That section provides:

If the business of the debtor is authorized to be operated under section 721, 1108, 1203, 1204, or 1304 of this title and unless the court orders otherwise, the trustee may enter into transactions, including the sale or lease of property of the estate, in the ordinary course of business, without notice or a hearing, and may use property of the estate in the ordinary course of business without notice or a hearing.

See Armstrong World Industries, Inc. v. James A. Phillips, Inc. (In re James A. Phillips, Inc.), 29 B.R. 391, 394 (S.D. N.Y. 1983):

The touchstone of "ordinariness" is thus the interested parties' reasonable expectations of what transactions the debtor in possession is likely to enter in the course of its business.
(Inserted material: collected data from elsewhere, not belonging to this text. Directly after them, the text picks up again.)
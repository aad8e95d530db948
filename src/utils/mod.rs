pub mod build_info;

use tracing_subscriber::{fmt, EnvFilter};

/// Default filter when `RUST_LOG` is unset.
pub const DEFAULT_LOG_FILTER: &str = "ledgerdesk=info";

/// Installs the global subscriber. Logs go to stderr so command output on
/// stdout stays parseable in script mode.
pub fn init_tracing() {
    let filter =
        EnvFilter::try_from_default_env().unwrap_or_else(|_| EnvFilter::new(DEFAULT_LOG_FILTER));

    // A subscriber may already be installed by an embedding test harness.
    let _ = fmt()
        .with_env_filter(filter)
        .with_writer(std::io::stderr)
        .try_init();
}
use rust_decimal::Decimal;

use ledgerdesk_core::{CoaService, Scope, VoucherService};
use ledgerdesk_domain::{
    EntityId, JournalDetail, JournalEntry, JournalQuery, VoucherState, VoucherType,
};

use crate::cli::args::{require_id, ArgMap};
use crate::cli::commands::{split_action, unknown_action};
use crate::cli::core::{CommandError, CommandResult, ShellContext};
use crate::cli::forms::{run_voucher_wizard, FormResult, WizardData};
use crate::cli::io;
use crate::cli::output::{block, section as output_section};
use crate::cli::registry::CommandEntry;
use crate::cli::ui::formatting::{date, money, money_or_blank, optional};
use crate::cli::ui::table_renderer::{Table, TableColumn};

const USAGE: &str = "voucher <new [type] [--lines coa:dr:cr,...]|list [--type T] [--state S] [--from D] [--to D]|show <id>|post <id>|reverse <id> --reason R [--date D]>";

const LINES_HELP: &str =
    "`--lines` takes `coa:debit:credit[:bank-account]` items separated by commas, e.g. `5:100:,7::100`";

pub(crate) fn definitions() -> Vec<CommandEntry> {
    vec![CommandEntry::new(
        "voucher",
        "Enter, review, post and reverse vouchers",
        USAGE,
        cmd_voucher,
    )
    .with_actions(&["new", "list", "show", "post", "reverse"])]
}

fn cmd_voucher(context: &mut ShellContext, args: &[&str]) -> CommandResult {
    let (action, rest) = split_action(args, USAGE)?;
    let args = ArgMap::parse(rest);
    match action.as_str() {
        "new" => new_voucher(context, &args),
        "list" => list_vouchers(context, &args),
        "show" => show_voucher(context, &args),
        "post" => post_voucher(context, &args),
        "reverse" => reverse_voucher(context, &args),
        other => Err(unknown_action("voucher", other)),
    }
}

fn parse_voucher_type(raw: &str) -> Result<VoucherType, CommandError> {
    VoucherType::parse(raw).ok_or_else(|| {
        CommandError::InvalidArguments(format!(
            "unknown voucher type `{}` (cash, bank, journal, contra)",
            raw
        ))
    })
}

fn parse_amount(raw: &str) -> Result<Decimal, CommandError> {
    let raw = raw.trim();
    if raw.is_empty() {
        return Ok(Decimal::ZERO);
    }
    raw.parse()
        .map_err(|_| CommandError::InvalidArguments(format!("`{}` is not an amount", raw)))
}

/// Parses `coa:debit:credit[:bank-account]` items.
pub(crate) fn parse_lines(raw: &str) -> Result<Vec<JournalDetail>, CommandError> {
    raw.split(',')
        .map(str::trim)
        .filter(|item| !item.is_empty())
        .map(|item| {
            let parts: Vec<&str> = item.split(':').collect();
            if !(3..=4).contains(&parts.len()) {
                return Err(CommandError::InvalidArguments(format!(
                    "bad line `{}`; {}",
                    item, LINES_HELP
                )));
            }
            let coa_id: EntityId = parts[0].trim().parse().map_err(|_| {
                CommandError::InvalidArguments(format!("`{}` is not an account id", parts[0]))
            })?;
            let mut line = JournalDetail::debit(coa_id, parse_amount(parts[1])?);
            line.credit = parse_amount(parts[2])?;
            if let Some(bank) = parts.get(3).map(|raw| raw.trim()).filter(|raw| !raw.is_empty()) {
                let bank_id = bank.parse().map_err(|_| {
                    CommandError::InvalidArguments(format!("`{}` is not a bank account id", bank))
                })?;
                line = line.with_bank_account(bank_id);
            }
            Ok(line)
        })
        .collect()
}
So long as the transactions conducted are consistent with these expectations, creditors have no right to notice and hearing, because their objections to such transactions are likely to relate to the bankrupt's chapter 11 status, not the particular transactions themselves.

; Johnston v. First Street Companies (In re Waterfront Companies, Inc.), 56 B.R. 31, 34-35 (Bankr. D. Minn. 1985):
[T]here are at least two dimensions to the concept of ordinary course of business. The defendants focus on one dimension which might be called the horizontal dimension. That is, we compare this debtor's business to other businesses and based on the kind of business it is in, we decide whether a type of transaction is in the course of that debtor's business or in the course of some other business. Thus raising a crop would not be in the ordinary course of business for a widget manufacturer because that is not a widget manufacturer's ordinary business.
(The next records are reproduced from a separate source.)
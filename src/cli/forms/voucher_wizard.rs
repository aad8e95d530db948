//! Line-by-line voucher entry with running totals.
//!
//! [`VoucherDraft`] holds the voucher being typed and answers whether it can
//! be saved; [`run_voucher_wizard`] drives it from dialoguer menus. Saving is
//! refused while debits and credits differ.

use rust_decimal::Decimal;

use ledgerdesk_core::{CoaService, VoucherService, VoucherTotals};
use ledgerdesk_domain::{
    BankAccount, ChartOfAccount, Displayable, EntityId, JournalDetail, JournalEntry, VoucherType,
};

use crate::cli::core::{CommandError, ShellContext};
use crate::cli::forms::FormResult;
use crate::cli::io;
use crate::cli::output::{block, section as output_section};
use crate::cli::ui::formatting::{money, money_or_blank};
use crate::cli::ui::table_renderer::{Table, TableColumn};

#[derive(Debug, Clone, PartialEq)]
pub struct VoucherDraft {
    entry: JournalEntry,
}

impl VoucherDraft {
    pub fn new(entry: JournalEntry) -> Self {
        Self { entry }
    }

    pub fn entry(&self) -> &JournalEntry {
        &self.entry
    }

    pub fn lines(&self) -> &[JournalDetail] {
        &self.entry.details
    }

    pub fn add_line(&mut self, line: JournalDetail) {
        self.entry.details.push(line);
    }

    pub fn remove_line(&mut self, index: usize) -> Option<JournalDetail> {
        (index < self.entry.details.len()).then(|| self.entry.details.remove(index))
    }

    pub fn totals(&self) -> VoucherTotals {
        VoucherService::totals(&self.entry)
    }

    /// Adds the line that closes the difference on `coa_id`.
    /// Returns false when the voucher already balances.
    pub fn balance_with(&mut self, coa_id: EntityId) -> bool {
        match VoucherService::balancing_line(&self.entry, coa_id) {
            Some(line) => {
                self.add_line(line);
                true
            }
            None => false,
        }
    }

    /// Reasons the voucher cannot be saved yet, empty when it can.
    pub fn blockers(&self) -> Vec<String> {
        VoucherService::validate_structure(&self.entry)
            .as_slice()
            .iter()
            .map(|error| error.message.clone())
            .collect()
    }

    pub fn can_submit(&self) -> bool {
        self.totals().is_balanced() && self.blockers().is_empty()
    }

    pub fn into_entry(self) -> JournalEntry {
        self.entry
    }
}

/// Reference data the wizard offers for selection.
#[derive(Debug, Clone, Default)]
pub struct WizardData {
    pub accounts: Vec<ChartOfAccount>,
    pub bank_accounts: Vec<BankAccount>,
}

impl WizardData {
    fn ledger_accounts(&self) -> Vec<&ChartOfAccount> {
        let mut accounts = CoaService::ledger_accounts(&self.accounts);
        accounts.sort_by(|a, b| a.code.cmp(&b.code));
        accounts
    }

    fn account_label(&self, coa_id: EntityId) -> String {
        CoaService::find(&self.accounts, coa_id)
            .map(|account| account.display_label())
            .unwrap_or_else(|| format!("#{}", coa_id))
    }
}

const MENU: [&str; 6] = [
    "Add debit line",
    "Add credit line",
    "Remove a line",
    "Balance the difference",
    "Save voucher",
    "Cancel",
];

#[derive(Debug, Clone, Copy)]
enum Side {
    Debit,
    Credit,
}

pub fn run_voucher_wizard(
    context: &ShellContext,
    entry: JournalEntry,
    data: &WizardData,
) -> Result<FormResult<JournalEntry>, CommandError> {
    let mut draft = VoucherDraft::new(entry);
    loop {
        render_draft(&draft, data);
        let choice = match io::select(context.theme(), "Next step", &MENU, 0)? {
            Some(choice) => choice,
            None => return Ok(FormResult::Cancelled),
        };
        match choice {
            0 => add_line(context, &mut draft, data, Side::Debit)?,
            1 => add_line(context, &mut draft, data, Side::Credit)?,
            2 => remove_line(context, &mut draft, data)?,
            3 => balance(context, &mut draft, data)?,
            4 => {
                if draft.can_submit() {
                    return Ok(FormResult::Completed(draft.into_entry()));
                }
                for reason in draft.blockers() {
                    io::print_warning(reason);
                }
            }
            _ => {
                if draft.lines().is_empty()
                    || io::confirm_action(context.theme(), "Discard this voucher?", false)?
                {
                    return Ok(FormResult::Cancelled);
                }
            }
        }
    }
}

fn render_draft(draft: &VoucherDraft, data: &WizardData) {
    let entry = draft.entry();
    output_section(format!(
        "{} voucher, {}",
        entry.voucher_type, entry.date
    ));
    if draft.lines().is_empty() {
        io::print_info("No lines yet.");
    } else {
        let mut table = Table::new(vec![
            TableColumn::right("#"),
            TableColumn::left("Account").max(40),
            TableColumn::right("Debit"),
            TableColumn::right("Credit"),
            TableColumn::left("Notes").max(30),
        ]);
        for (index, line) in draft.lines().iter().enumerate() {
            table.push([
                (index + 1).to_string(),
                data.account_label(line.coa_id),
                money_or_blank(line.debit),
                money_or_blank(line.credit),
                line.notes.clone().unwrap_or_default(),
            ]);
        }
        block(&table.render());
    }

    let totals = draft.totals();
    let status = if totals.is_balanced() {
        "balanced".to_string()
    } else {
        format!("out by {}", money(totals.difference.abs()))
    };
    io::print_info(format!(
        "Debit {}  Credit {}  ({})",
        money(totals.debit),
        money(totals.credit),
        status
    ));
}

fn pick_account<'a>(
    context: &ShellContext,
    data: &'a WizardData,
    prompt: &str,
) -> Result<Option<&'a ChartOfAccount>, CommandError> {
    let accounts = data.ledger_accounts();
    if accounts.is_empty() {
        io::print_warning("There are no postable accounts. Add some with `coa add`.");
        return Ok(None);
    }
    let labels: Vec<String> = accounts.iter().map(|account| account.display_label()).collect();
    Ok(io::select(context.theme(), prompt, &labels, 0)?.map(|index| accounts[index]))
}

fn add_line(
    context: &ShellContext,
    draft: &mut VoucherDraft,
    data: &WizardData,
    side: Side,
) -> Result<(), CommandError> {
    let Some(account) = pick_account(context, data, "Account")? else {
        return Ok(());
    };
    let Some(coa_id) = account.id else {
        return Ok(());
    };

    let amount: Decimal = io::prompt_parsed(context.theme(), "Amount")?;
    if amount <= Decimal::ZERO {
        io::print_warning("Amount must be greater than zero.");
        return Ok(());
    }
    let mut line = match side {
        Side::Debit => JournalDetail::debit(coa_id, amount),
        Side::Credit => JournalDetail::credit(coa_id, amount),
    };

    if account.is_bank && draft.entry().voucher_type != VoucherType::Journal {
        let banks: Vec<&BankAccount> = data
            .bank_accounts
            .iter()
            .filter(|bank| bank.coa_id == coa_id && bank.is_active)
            .collect();
        if !banks.is_empty() {
            let labels: Vec<String> = banks.iter().map(|bank| bank.display_label()).collect();
            if let Some(index) = io::select(context.theme(), "Bank account", &labels, 0)? {
                if let Some(id) = banks[index].id {
                    line = line.with_bank_account(id);
                }
            }
        }
    }
    line.notes = io::prompt_optional(context.theme(), "Notes (optional)")?;
    draft.add_line(line);
    Ok(())
}

fn remove_line(
    context: &ShellContext,
    draft: &mut VoucherDraft,
    data: &WizardData,
) -> Result<(), CommandError> {
    if draft.lines().is_empty() {
        io::print_info("Nothing to remove.");
        return Ok(());
    }
    let labels: Vec<String> = draft
        .lines()
        .iter()
        .enumerate()
        .map(|(index, line)| {
            let (side, amount) = if line.debit > Decimal::ZERO {
                ("Dr", line.debit)
            } else {
                ("Cr", line.credit)
            };
            format!(
                "{}. {} {} {}",
                index + 1,
                data.account_label(line.coa_id),
                side,
                money(amount)
            )
        })
        .collect();
    if let Some(index) = io::select(context.theme(), "Remove which line?", &labels, 0)? {
        draft.remove_line(index);
    }
    Ok(())
}

fn balance(
    context: &ShellContext,
    draft: &mut VoucherDraft,
    data: &WizardData,
) -> Result<(), CommandError> {
    if draft.totals().difference.is_zero() {
        io::print_info("Debits and credits already match.");
        return Ok(());
    }
    let Some(account) = pick_account(context, data, "Post the difference to")? else {
        return Ok(());
    };
    if let Some(coa_id) = account.id {
        draft.balance_with(coa_id);
    }
    Ok(())
}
However there is another dimension which we could perhaps call the vertical dimension. Even though something is the type of transaction in which this debtor could be expected to take part, is it the type of transaction that is in the ordinary course of business? Some transactions either by their size, nature or both are not within the day-to-day operations of a business and are therefore extraordinary.
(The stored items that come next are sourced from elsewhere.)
//! Root command table for the LedgerDesk shell.
//!
//! Each entry owns one root word (`voucher`, `series`, `bank`, ...). Entries
//! keep the order they were registered in, which is the order `help` lists
//! them and the completer offers them.

use std::collections::HashMap;

use crate::cli::core::CommandResult;
use crate::cli::shell_context::ShellContext;

pub type CommandHandler = fn(&mut ShellContext, &[&str]) -> CommandResult;

pub struct CommandEntry {
    pub name: &'static str,
    pub description: &'static str,
    pub usage: &'static str,
    /// Second-word actions such as `post` in `voucher post 12`.
    pub actions: &'static [&'static str],
    pub handler: CommandHandler,
}

impl CommandEntry {
    pub const fn new(
        name: &'static str,
        description: &'static str,
        usage: &'static str,
        handler: CommandHandler,
    ) -> Self {
        Self {
            name,
            description,
            usage,
            actions: &[],
            handler,
        }
    }

    pub fn with_actions(mut self, actions: &'static [&'static str]) -> Self {
        self.actions = actions;
        self
    }
}

#[derive(Default)]
pub struct CommandRegistry {
    entries: Vec<CommandEntry>,
    slots: HashMap<&'static str, usize>,
}

impl CommandRegistry {
    pub fn new() -> Self {
        Self::default()
    }

    /// Registers `entries` with the names in `preferred` first. Names missing
    /// from `preferred` follow in the order given.
    pub fn ordered(mut entries: Vec<CommandEntry>, preferred: &[&str]) -> Self {
        entries.sort_by_key(|entry| {
            preferred
                .iter()
                .position(|name| entry.name.eq_ignore_ascii_case(name))
                .unwrap_or(preferred.len())
        });
        let mut registry = Self::new();
        for entry in entries {
            registry.register(entry);
        }
        registry
    }

    /// A second entry with the same name replaces the first in its slot.
    pub fn register(&mut self, entry: CommandEntry) {
        match self.slots.get(entry.name) {
            Some(&slot) => self.entries[slot] = entry,
            None => {
                self.slots.insert(entry.name, self.entries.len());
                self.entries.push(entry);
            }
        }
    }

    pub fn get(&self, name: &str) -> Option<&CommandEntry> {
        self.slots.get(name).map(|&slot| &self.entries[slot])
    }

    pub fn handler(&self, name: &str) -> Option<CommandHandler> {
        self.get(name).map(|entry| entry.handler)
    }

    pub fn iter(&self) -> impl Iterator<Item = &CommandEntry> + '_ {
        self.entries.iter()
    }

    pub fn names(&self) -> impl Iterator<Item = &'static str> + '_ {
        self.entries.iter().map(|entry| entry.name)
    }

    /// `(command, actions)` pairs for the line editor's completer.
    pub fn completion_table(&self) -> Vec<(&'static str, &'static [&'static str])> {
        self.entries
            .iter()
            .map(|entry| (entry.name, entry.actions))
            .collect()
    }
}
; and Committee of Asbestos-Related Litigants and/or Creditors v. Johns-Manville Corp. (In re Johns-Manville Corp.), 60 B.R. 612, 616 (Bankr. S.D. N.Y. 1986):
[A] synthesis of existing caselaw reveals a developing yet workable analysis to be used in deciding whether an activity is within the debtor's "ordinary course of business." The analysis, using "vertical" and "horizontal" components, embodies the elastic rehabilitation policies of the Code yet respects its boundaries.

(Describing the vertical dimension test as examining the debtor's transaction from the vantage point of a hypothetical creditor to determine whether the transaction subjects that creditor to economic risks of a nature different from those accepted when it became a creditor. And, describing the horizontal dimension test as comparing this debtor's business to other like businesses to determine if the transaction would be entered by the other like businesses.)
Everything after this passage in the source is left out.